------ INFORMATION GIVEN
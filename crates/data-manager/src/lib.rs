//! Data Manager crate for the Shift Board dashboard
//! Roster loading, filtering, calendar projection and request store synchronization

pub mod dashboard;
pub mod filter;
pub mod notices;
pub mod projector;
pub mod request_client;
pub mod request_list;
pub mod roster_loader;
pub mod session;
pub mod shift_code;
pub mod time_format;
pub mod transport;
pub mod views;

#[cfg(feature = "native")]
pub mod native_client;
#[cfg(feature = "wasm")]
pub mod wasm_fetch;

pub use dashboard::Dashboard;
pub use filter::apply_filters;
pub use notices::{Notice, NoticeLevel};
pub use projector::project;
pub use request_client::{AcceptOutcome, ApiEnvelope, RequestClient, RequestDraft, RequestSnapshot};
pub use request_list::{RequestItemView, RequestListView};
pub use roster_loader::{load_roster, RosterLoader};
pub use session::{DashboardSession, Generation, RequestBoard, RequestBoardView};
pub use shift_code::{classify, normalize_code};
pub use time_format::combine_timestamp;
pub use transport::{CacheMode, HttpGet, HttpResponse, HttpTransport};
pub use views::{CalendarRenderer, CalendarUpdate, TableView};

#[cfg(feature = "native")]
pub use native_client::ReqwestTransport;
#[cfg(feature = "wasm")]
pub use wasm_fetch::FetchTransport;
------------
**TASK REQUIREMENTS:**
Lines from the one containing "pub mod session;" through the end of the entries above must be copied exactly; include both ends and no other lines.

**ANSWER SPACE:**
pub mod session;
pub mod shift_code;
pub mod time_format;
pub mod transport;
pub mod views;

#[cfg(feature = "native")]
pub mod native_client;
#[cfg(feature = "wasm")]
pub mod wasm_fetch;

pub use dashboard::Dashboard;
pub use filter::apply_filters;
pub use notices::{Notice, NoticeLevel};
pub use projector::project;
pub use request_client::{AcceptOutcome, ApiEnvelope, RequestClient, RequestDraft, RequestSnapshot};
pub use request_list::{RequestItemView, RequestListView};
pub use roster_loader::{load_roster, RosterLoader};
pub use session::{DashboardSession, Generation, RequestBoard, RequestBoardView};
pub use shift_code::{classify, normalize_code};
pub use time_format::combine_timestamp;
pub use transport::{CacheMode, HttpGet, HttpResponse, HttpTransport};
pub use views::{CalendarRenderer, CalendarUpdate, TableView};

#[cfg(feature = "native")]
pub use native_client::ReqwestTransport;
#[cfg(feature = "wasm")]
pub use wasm_fetch::FetchTransport;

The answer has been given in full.